Guides & Articles

From Studio to Meeting Room: The New Era of Broadcast and AV Convergence

Broadcast and professional AV have long used similar categories of equipment, including cameras, microphones, displays, and media processing systems. The distinction has been in the way those tools are applied. Broadcast operations focus on mission-critical delivery of live and recorded content for monetization through advertising, licensing, or subscription. Professional AV, in contrast, encompasses a wider range of applications, from live events in entertainment venues to corporate communications, training, education, government, and medical environments.

In recent years, the two sectors have begun to intersect more frequently. Corporate and institutional environments are increasingly using the same high-production equipment and workflows traditionally associated with the broadcast industry. This shift is being driven by a fundamental change in infrastructure: the migration from dedicated, hardwired connections such as SDI or HDMI to flexible, IP-based media systems. Both industries are making this transition, but they are doing so in different ways. This has created compatibility challenges and new opportunities for suppliers and integrators who can address them.

corporate av and broadcast

Why Broadcast Technology is Expanding into AV

While corporate, education, and government markets have always been part of the customer base for some broadcast equipment, the adoption of IP has made it easier to apply these solutions outside traditional broadcast. SMPTE ST 2110 has established a robust, standardized framework for professional media over IP in broadcast. In parallel, the IPMX suite of standards and specifications, built on ST 2110, extends this framework for AV and IT by adding features such as USB transport, digital rights management, and encryption.

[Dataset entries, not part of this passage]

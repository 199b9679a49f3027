//! Per-evaluation state.
//!
//! [`CommandContext`] carries what a walk reads (the variable scope, the
//! dialect, dynamic-binding depth) and [`SqlBuffer`] is the accumulator it
//! writes. Both are created per call and dropped once the [`BoundSql`] is
//! produced.

use twowaysql_core::Dialect;
use twowaysql_model::{BoundSql, BoundValue};

use crate::expression::Scope;

/// Growing SQL text and its bind values, in placeholder order.
#[derive(Debug, Default)]
pub struct SqlBuffer {
    sql: String,
    binds: Vec<BoundValue>,
    /// Binds already emitted before this buffer was forked.
    bind_base: usize,
}

impl SqlBuffer {
    /// Empty top-level buffer.
    #[must_use]
    pub fn new() -> Self {
        Self::default()
    }

    /// Rendered text so far.
    #[must_use]
    pub fn sql(&self) -> &str {
        &self.sql
    }

    /// Bind values so far.
    #[must_use]
    pub fn binds(&self) -> &[BoundValue] {
        &self.binds
    }

    /// Append SQL text verbatim.
    pub fn push_str(&mut self, text: &str) {
        self.sql.push_str(text);
    }

    /// Append one placeholder and record its value.
    pub fn push_bind(&mut self, dialect: &dyn Dialect, value: BoundValue) {
        let position = self.bind_base + self.binds.len() + 1;
        self.sql.push_str(&dialect.placeholder(position));
        self.binds.push(value);
    }

    /// Empty buffer for a nested scope, continuing placeholder numbering.
    #[must_use]
    pub fn fork(&self) -> Self {
        Self {
            sql: String::new(),
            binds: Vec::new(),
            bind_base: self.bind_base + self.binds.len(),
        }
    }

    /// Append a forked scope's output, with `sql` replacing its text.
    pub fn merge(&mut self, child: Self, sql: &str) {
        self.sql.push_str(sql);
        self.binds.extend(child.binds);
    }

    /// Finish into the evaluation result.
    #[must_use]
    pub fn into_bound_sql(self) -> BoundSql {
        BoundSql::new(self.sql, self.binds)
    }
}

/// Read-side state of one evaluation.
#[derive(Debug)]
pub struct CommandContext<'a> {
    /// Variables visible to directives.
    pub scope: Scope<'a>,
    /// Target dialect.
    pub dialect: &'a dyn Dialect,
    /// Number of dynamically bound templates currently being walked.
    pub dynamic_depth: usize,
}

impl<'a> CommandContext<'a> {
    /// Fresh context for one call.
    #[must_use]
    pub fn new(scope: Scope<'a>, dialect: &'a dyn Dialect) -> Self {
        Self {
            scope,
            dialect,
            dynamic_depth: 0,
        }
    }
}
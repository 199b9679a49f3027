//! Node tree builder.
//!
//! Consumes the token stream and keeps an explicit stack of open containers
//! (`IF`, `BEGIN`, `FOR`, `FIRST`, `LAST`). An opening directive pushes a
//! frame and `END` pops it into its parent.

use tracing::debug;

use crate::error::ParseError;
use crate::expression::{PropertyPath, parse_condition};
use crate::node::{BindNode, EmbeddedNode, ForNode, IfNode, Node};
use crate::tokenizer::{Token, TokenKind, tokenize};

/// Options fixed at parse time.
#[derive(Debug, Clone, Copy, Default, PartialEq, Eq)]
pub struct ParseOptions {
    /// Mark every bind and embedded directive null-disallowed.
    pub null_disallowed: bool,
}

// ---------------------------------------------------------------------------
// Frames
// ---------------------------------------------------------------------------

enum FrameKind {
    If {
        node: IfNode,
        in_else: bool,
    },
    Begin(Vec<Node>),
    For(ForNode),
    First(Vec<Node>),
    Last(Vec<Node>),
}

struct Frame {
    kind: FrameKind,
    /// Directive text for unmatched-block errors.
    directive: String,
    offset: usize,
}

impl Frame {
    fn children_mut(&mut self) -> &mut Vec<Node> {
        match &mut self.kind {
            FrameKind::If { node, in_else } => {
                if *in_else {
                    &mut node.else_branch
                } else {
                    &mut node.then_branch
                }
            }
            FrameKind::Begin(children) | FrameKind::First(children) | FrameKind::Last(children) => {
                children
            }
            FrameKind::For(node) => &mut node.children,
        }
    }

    fn into_node(self) -> Node {
        match self.kind {
            FrameKind::If { node, .. } => Node::If(node),
            FrameKind::Begin(children) => Node::Begin(children),
            FrameKind::For(node) => Node::For(node),
            FrameKind::First(children) => Node::First(children),
            FrameKind::Last(children) => Node::Last(children),
        }
    }
}

// ---------------------------------------------------------------------------
// Parser
// ---------------------------------------------------------------------------

struct TreeBuilder {
    options: ParseOptions,
    root: Vec<Node>,
    stack: Vec<Frame>,
}

impl TreeBuilder {
    fn new(options: ParseOptions) -> Self {
        Self {
            options,
            root: Vec::new(),
            stack: Vec::new(),
        }
    }

    fn current(&mut self) -> &mut Vec<Node> {
        match self.stack.last_mut() {
            Some(frame) => frame.children_mut(),
            None => &mut self.root,
        }
    }

    fn in_loop(&self) -> bool {
        self.stack
            .iter()
            .any(|f| matches!(f.kind, FrameKind::For(_)))
    }

    fn require_loop(&self, directive: &str, offset: usize) -> Result<(), ParseError> {
        if self.in_loop() {
            Ok(())
        } else {
            Err(ParseError::LoopDirectiveOutsideFor {
                directive: directive.to_owned(),
                offset,
            })
        }
    }

    fn open(&mut self, kind: FrameKind, directive: impl Into<String>, offset: usize) {
        self.stack.push(Frame {
            kind,
            directive: directive.into(),
            offset,
        });
    }

    fn accept(&mut self, token: Token) -> Result<(), ParseError> {
        let Token { kind, offset } = token;
        match kind {
            TokenKind::Sql(text) => self.current().push(Node::Literal(text)),
            TokenKind::Bind {
                expression,
                test_value,
            } => {
                let path = parse_path(&expression, offset)?;
                let node = Node::Bind(BindNode {
                    path,
                    test_value,
                    null_disallowed: self.options.null_disallowed,
                });
                self.current().push(node);
            }
            TokenKind::Embedded {
                expression,
                test_value,
            } => {
                let path = parse_path(&expression, offset)?;
                let node = Node::Embedded(EmbeddedNode::new(
                    path,
                    test_value,
                    self.options.null_disallowed,
                ));
                self.current().push(node);
            }
            TokenKind::If(source) => {
                let condition =
                    parse_condition(&source).map_err(|e| ParseError::InvalidExpression {
                        source_text: source.clone(),
                        offset,
                        message: e.to_string(),
                    })?;
                let directive = format!("IF {source}");
                let node = IfNode {
                    condition,
                    source,
                    then_branch: Vec::new(),
                    else_branch: Vec::new(),
                };
                self.open(
                    FrameKind::If {
                        node,
                        in_else: false,
                    },
                    directive,
                    offset,
                );
            }
            TokenKind::Else(raw) => {
                let switched = match self.stack.last_mut() {
                    Some(Frame {
                        kind: FrameKind::If { in_else, .. },
                        ..
                    }) if !*in_else => {
                        *in_else = true;
                        true
                    }
                    _ => false,
                };
                // Outside an IF this is an ordinary line comment.
                if !switched {
                    self.current().push(Node::Literal(raw));
                }
            }
            TokenKind::Begin => self.open(FrameKind::Begin(Vec::new()), "BEGIN", offset),
            TokenKind::For(source) => {
                let path = parse_path(&source, offset)?;
                self.open(
                    FrameKind::For(ForNode {
                        path,
                        children: Vec::new(),
                    }),
                    format!("FOR {source}"),
                    offset,
                );
            }
            TokenKind::Next(arg) => {
                self.require_loop("NEXT", offset)?;
                let connector = unquote(&arg).ok_or_else(|| ParseError::InvalidExpression {
                    source_text: arg.clone(),
                    offset,
                    message: "NEXT expects a quoted connector such as 'or '".to_owned(),
                })?;
                self.current().push(Node::Next(connector));
            }
            TokenKind::First => {
                self.require_loop("FIRST", offset)?;
                self.open(FrameKind::First(Vec::new()), "FIRST", offset);
            }
            TokenKind::Last => {
                self.require_loop("LAST", offset)?;
                self.open(FrameKind::Last(Vec::new()), "LAST", offset);
            }
            TokenKind::End => {
                let frame = self.stack.pop().ok_or(ParseError::UnmatchedOpenClose {
                    directive: "END".to_owned(),
                    offset,
                })?;
                let node = frame.into_node();
                self.current().push(node);
            }
        }
        Ok(())
    }

    fn finish(mut self) -> Result<Node, ParseError> {
        if let Some(frame) = self.stack.pop() {
            return Err(ParseError::UnmatchedOpenClose {
                directive: frame.directive,
                offset: frame.offset,
            });
        }
        Ok(Node::Root(self.root))
    }
}

fn parse_path(source: &str, offset: usize) -> Result<PropertyPath, ParseError> {
    PropertyPath::parse(source).ok_or_else(|| ParseError::InvalidExpression {
        source_text: source.to_owned(),
        offset,
        message: "expected a dotted variable path".to_owned(),
    })
}

/// `'or '` -> `or `, with `''` unescaped.
fn unquote(arg: &str) -> Option<String> {
    let inner = arg.strip_prefix('\'')?.strip_suffix('\'')?;
    Some(inner.replace("''", "'"))
}

/// Parse a template with default options.
///
/// # Errors
///
/// Returns [`ParseError`] if the template is malformed.
pub fn parse(text: &str) -> Result<Node, ParseError> {
    parse_with(text, ParseOptions::default())
}

/// Parse a template into a [`Node::Root`] tree.
///
/// # Errors
///
/// Returns [`ParseError`] if a directive is unclosed or unmatched, an
/// expression is invalid, or a loop directive appears outside `FOR`.
pub fn parse_with(text: &str, options: ParseOptions) -> Result<Node, ParseError> {
    let tokens = tokenize(text)?;
    debug!(template_len = text.len(), tokens = tokens.len(), "parsing template");
    let mut builder = TreeBuilder::new(options);
    for token in tokens {
        builder.accept(token)?;
    }
    builder.finish()
}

As IPMX gains adoption, the integration of broadcast-grade production into corporate AV workflows becomes more straightforward without sacrificing the advantages that IP delivers. This creates a growth opportunity for technology providers that can serve both sectors efficiently.  

Technology Migration in Practice

LED wall technology illustrates this convergence. In broadcast and film, LED walls are used in virtual production to replace green screen techniques. In AV, they are replacing rear projection cubes in control rooms, projectors in auditoriums, and large-format video walls in commercial spaces. The ability to synchronize LED tile controllers, developed to meet broadcast requirements, delivers the same operational benefits in mission-critical AV environments. Conversely, AV deployments often require broad signal format support, content protection, and flexible scaling. These features also enhance the versatility of LED walls in broadcast facilities.

Another example is in IP gateway products. In the SDI era, broadcasters relied on format converters to integrate a range of sources into house formats. In the IP era, new IP-to-IP gateways allow different media-over-IP systems to interoperate without reverting to SDI or HDMI. This preserves both quality and efficiency.  

Considerations for Broadcast Suppliers Entering AV

For broadcast suppliers looking to expand into pro AV, understanding the diversity of this market is essential. Purchasing drivers, budget cycles, and operational objectives differ significantly between entertainment, education, corporate, and government deployments. In many cases, the content is for internal audiences rather than public distribution, but it still demands high production values.  

Supporting open standards such as IPMX is a practical route to serving both markets. Because IPMX is inherently compatible with ST 2110 and AES67, manufacturers can minimize additional R&D investment while extending solutions to AV and IT environments.

The Strategic Effect of AV and Broadcast Convergence

As AV infrastructures modernize, they can influence broadcast workflows. Proprietary AV-over-IP solutions, if widely adopted, could force broadcasters to introduce additional layers of complexity and cost to integrate with them. A shared commitment to open standards reduces integration risk, simplifies deployment, and protects long-term system value.  

The exchange of technology and requirements between the two sectors is mutually beneficial. Broadcast brings proven standards, operational discipline, and advanced production techniques. AV contributes broader application diversity, new feature requirements, and scale. The result is a more adaptable ecosystem that supports professional-quality media in both the studio and the meeting room.